THE TASK —
Transcribe the data exactly, stopping after the "#[derive(Clone, Copy, Debug, PartialEq, Eq)]" line.

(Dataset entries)
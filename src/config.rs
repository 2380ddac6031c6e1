//! Process configuration read from the environment (optionally seeded from `.env`).

use crate::error::ConfigError;
use std::net::SocketAddr;

pub const DEFAULT_DATABASE_URL: &str = "postgres://localhost/local_library";
pub const DEFAULT_SCHEMA: &str = "catalog";

/// Which [`crate::store::CatalogStore`] implementation backs the server.
#[derive(Clone, Copy, Debug, PartialEq, Eq)]
pub enum Backend {
    Postgres,
    Memory,
}

#[derive(Clone, Debug)]
pub struct AppConfig {
    pub database_url: String,
    /// Schema holding the catalog tables. Must be a valid PostgreSQL identifier.
    pub schema: String,
    pub backend: Backend,
    pub bind: SocketAddr,
    pub max_connections: u32,
    pub body_limit: usize,
    /// `APP_ENV=production` hides error messages on the error page.
    pub production: bool,
}

impl Default for AppConfig {
    fn default() -> Self {
        AppConfig {
            database_url: DEFAULT_DATABASE_URL.into(),
            schema: DEFAULT_SCHEMA.into(),
            backend: Backend::Postgres,
            bind: SocketAddr::from(([127, 0, 0, 1], 3000)),
            max_connections: 5,
            body_limit: 64 * 1024,
            production: false,
        }
    }
}

impl AppConfig {
    /// Load `.env` if present, then read the environment.
    pub fn load() -> Result<Self, ConfigError> {
        dotenvy::dotenv().ok();
        Self::from_lookup(|name| std::env::var(name).ok())
    }

    /// Build from an arbitrary variable lookup; unset variables keep their defaults.
    pub fn from_lookup<F>(lookup: F) -> Result<Self, ConfigError>
    where
        F: Fn(&str) -> Option<String>,
    {
        let mut config = AppConfig::default();
        if let Some(url) = lookup("DATABASE_URL") {
            config.database_url = url;
        }
        if let Some(schema) = lookup("CATALOG_SCHEMA") {
            if !is_identifier(&schema) {
                return Err(ConfigError::InvalidSchema(schema));
            }
            config.schema = schema;
        }
        if let Some(backend) = lookup("CATALOG_BACKEND") {
            config.backend = match backend.to_lowercase().as_str() {
                "postgres" => Backend::Postgres,
                "memory" => Backend::Memory,
                _ => {
                    return Err(ConfigError::InvalidValue {
                        name: "CATALOG_BACKEND",
                        value: backend,
                    })
                }
            };
        }
        if let Some(bind) = lookup("CATALOG_BIND") {
            config.bind = bind.parse().map_err(|_| ConfigError::InvalidValue {
                name: "CATALOG_BIND",
                value: bind.clone(),
            })?;
        }
        if let Some(n) = lookup("CATALOG_MAX_CONNECTIONS") {
            config.max_connections = n
                .parse()
                .ok()
                .filter(|n: &u32| *n > 0)
                .ok_or(ConfigError::InvalidValue {
                    name: "CATALOG_MAX_CONNECTIONS",
                    value: n,
                })?;
        }
        if let Some(n) = lookup("CATALOG_BODY_LIMIT") {
            config.body_limit = n.parse().map_err(|_| ConfigError::InvalidValue {
                name: "CATALOG_BODY_LIMIT",
                value: n.clone(),
            })?;
        }
        if let Some(env) = lookup("APP_ENV") {
            config.production = env.eq_ignore_ascii_case("production");
        }
        Ok(config)
    }
}

fn is_identifier(s: &str) -> bool {
    let mut chars = s.chars();
    match chars.next() {
        Some(c) if c.is_ascii_alphabetic() || c == '_' => {}
        _ => return false,
    }
    s.len() <= 63 && chars.all(|c| c.is_ascii_alphanumeric() || c == '_')
}

#[cfg(test)]
mod tests {
    use super::*;
    use std::collections::HashMap;

    fn lookup(pairs: &[(&str, &str)]) -> impl Fn(&str) -> Option<String> {
        let map: HashMap<String, String> = pairs
            .iter()
            .map(|(k, v)| (k.to_string(), v.to_string()))
            .collect();
        move |name| map.get(name).cloned()
    }

    #[test]
    fn defaults_when_unset() {
        let config = AppConfig::from_lookup(lookup(&[])).unwrap();
        assert_eq!(config.schema, "catalog");
        assert_eq!(config.backend, Backend::Postgres);
        assert!(!config.production);
    }

    #[test]
    fn reads_overrides() {
        let config = AppConfig::from_lookup(lookup(&[
            ("CATALOG_BACKEND", "memory"),
            ("CATALOG_BIND", "0.0.0.0:8080"),
            ("APP_ENV", "Production"),
        ]))
        .unwrap();
        assert_eq!(config.backend, Backend::Memory);
        assert_eq!(config.bind.port(), 8080);
        assert!(config.production);
    }

    #[test]
    fn rejects_bad_schema_and_backend() {
        assert!(matches!(
            AppConfig::from_lookup(lookup(&[("CATALOG_SCHEMA", "drop table;")])),
            Err(ConfigError::InvalidSchema(_))
        ));
        assert!(AppConfig::from_lookup(lookup(&[("CATALOG_BACKEND", "mongo")])).is_err());
        assert!(AppConfig::from_lookup(lookup(&[("CATALOG_MAX_CONNECTIONS", "0")])).is_err());
    }
}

RESULT —
filename src/config.rs
repository 2380ddac6031c6e1
//! Process configuration read from the environment (optionally seeded from `.env`).

use crate::error::ConfigError;
use std::net::SocketAddr;

pub const DEFAULT_DATABASE_URL: &str = "postgres://localhost/local_library";
pub const DEFAULT_SCHEMA: &str = "catalog";

/// Which [`crate::store::CatalogStore`] implementation backs the server.
#[derive(Clone, Copy, Debug, PartialEq, Eq)]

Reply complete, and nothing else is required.